SANTO DOMINGO, República Dominicana.- El crecimiento sobre el 16% anual que desde el 2010 exhiben las exportaciones totales del país se debe en gran medida al auge de la industria minera, un sector que según expertos tiene una fuerte dependencia de variables coyunturales, como el precio internacional del oro y otros metales preciosos.

Se trata, según el economista Pavel Isa Contreras, de un “dinamismo” exportador con un impacto limitado en la generación de empleos y las compras nacionales, que “depende críticamente de cómo el Gobierno gaste los recursos” que recauda por vía de las obligaciones contractuales e impositivas.

“Soy mucho más escéptico de lo que plantean las autoridades”, dice Isa Contreras. “Las exportaciones siguen creciendo, pero ahora el precio del oro está cayendo. El crecimiento no sucedió porque la política pública fue efectiva, ni por capacidades productivas propias, sino por un evento internacional que elevó los precios e hizo rentables proyectos que no lo eran.

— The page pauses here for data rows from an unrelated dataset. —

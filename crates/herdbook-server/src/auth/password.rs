//! Argon2id password hashing
//!
//! Hashes are stored as PHC strings (`$argon2id$v=19$...`), so parameters and
//! salt travel with the hash.

use argon2::{
    password_hash::{PasswordHash, PasswordHasher, PasswordVerifier, SaltString},
    Argon2,
};
use rand::RngCore;
use thiserror::Error;

#[derive(Debug, Error)]
pub enum PasswordError {
    #[error("Failed to hash password: {0}")]
    Hash(String),

    #[error("Stored password hash is malformed: {0}")]
    MalformedHash(String),

    #[error("Password hashing task failed: {0}")]
    Join(#[from] tokio::task::JoinError),
}

pub fn hash_password(password: &str) -> Result<String, PasswordError> {
    let mut salt_bytes = [0u8; 16];
    rand::thread_rng().fill_bytes(&mut salt_bytes);

    let salt =
        SaltString::encode_b64(&salt_bytes).map_err(|e| PasswordError::Hash(e.to_string()))?;

    Argon2::default()
        .hash_password(password.as_bytes(), &salt)
        .map(|hash| hash.to_string())
        .map_err(|e| PasswordError::Hash(e.to_string()))
}

/// `Ok(false)` on mismatch; `Err` only when the stored hash cannot be parsed
pub fn verify_password(password: &str, hash: &str) -> Result<bool, PasswordError> {
    let parsed = PasswordHash::new(hash).map_err(|e| PasswordError::MalformedHash(e.to_string()))?;

    Ok(Argon2::default()
        .verify_password(password.as_bytes(), &parsed)
        .is_ok())
}

/// [`hash_password`] on the blocking pool
pub async fn hash_password_blocking(password: String) -> Result<String, PasswordError> {
    tokio::task::spawn_blocking(move || hash_password(&password)).await?
}

/// [`verify_password`] on the blocking pool
pub async fn verify_password_blocking(
    password: String,
    hash: String,
) -> Result<bool, PasswordError> {
    tokio::task::spawn_blocking(move || verify_password(&password, &hash)).await?
}

#[cfg(test)]
mod tests {
    use super::*;

    #[test]
    fn test_hash_and_verify() {
        let hash = hash_password("testpass123").unwrap();
        assert!(hash.starts_with("$argon2id$"));
        assert!(verify_password("testpass123", &hash).unwrap());
        assert!(!verify_password("wrong", &hash).unwrap());
    }

    #[test]
    fn test_hashes_are_salted() {
        let a = hash_password("same").unwrap();
        let b = hash_password("same").unwrap();
        assert_ne!(a, b);
    }

    #[test]
    fn test_malformed_hash() {
        assert!(matches!(
            verify_password("x", "not-a-phc-string"),
            Err(PasswordError::MalformedHash(_))
        ));
    }

    #[tokio::test]
    async fn test_blocking_wrappers() {
        let hash = hash_password_blocking("secret".to_string()).await.unwrap();
        assert!(verify_password_blocking("secret".to_string(), hash).await.unwrap());
    }
}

Cuando tomas el resto de las exportaciones, te das cuenta que es mucho más lento el crecimiento”.

Explica que en el período 2009-2013, cerca del 40% del incremento de las exportaciones correspondió al comercio de minerales, una proporción que entre el 2011 y el 2013 ascendió hasta el 52%, impulsado sobre todo por las operaciones de la canadiense Barrick Gold Pueblo Viejo en Cotuí, provincia Sánchez Ramírez.

Otro dato es que los minerales representaron el 14.6%, y el oro en específico un 12.3%, de todo lo que exportó la RD en el pasado año, al tiempo que el 85% de estas exportaciones correspondieron al oro.

FUENTE: CEI-RD

Asimismo, el crecimiento promedio anual de las ventas al exterior de productos no mineros cayó de 15% en el bienio 2010-2011, a un 7% entre 2012 y 2013. “En síntesis, ese crecimiento se debe mucho a exportaciones de minerales, por un asunto coyuntural, y por lo tanto es incierto que se sostenga; no hay certeza de que pueda sostenerse en el tiempo”, afirma el experto.

Señala Isa que en el último bienio “se han detenido y perdido impulso” las exportaciones hacia el vecino Haití, que habían contribuido a compensar el declive del mercado de la industria textil local en los Estados Unidos. Entre 2004 y 2011, las ventas a Haití aumentaron US$133 millones por año, promedio que en el período 2012-2013 cayó a menos de US$15 millones.

Discurso “triunfalista” y DR-CAFTA

Añade que el Tratado de Libre Comercio con Estados Unidos y Centroamérica (DR-CAFTA), que entró en vigor para RD en el 2007, “se ha aprovechado muy poco, porque el problema no está del lado del acceso a  mercados, sino de la capacidad productiva que necesitamos, porque ha habido un déficit de políticas púbicas de desarrollo productivo y exportador”.

Isa Contreras advierte una “tendencia a un discurso muy triunfalista” en organismos oficiales como el CEI-RD (Centro de Exportación e Inversión), “que ha venido contribuyendo a incrementar el descreimiento de la población respecto a las cifras oficiales”, en áreas como el crecimiento económico.

Considera que un comportamiento saludable y más sostenible de las exportaciones debiera estar sustentado en una mayor productividad de las industrias y otros sectores, también de las zonas francas, pero no mineros.

Según las cifras del CEI-RD, del 2012 al 2013 la incidencia de la minería en el valor de las exportaciones pasó de 7.2% a 18.1%. En el 2013, desde la República Dominicana se exportaron US$1,461.98 millones por concepto de aleación de oro, ferroníquel, cobre en bruto, yeso, piedra caliza, bauxita, entre otros minerales.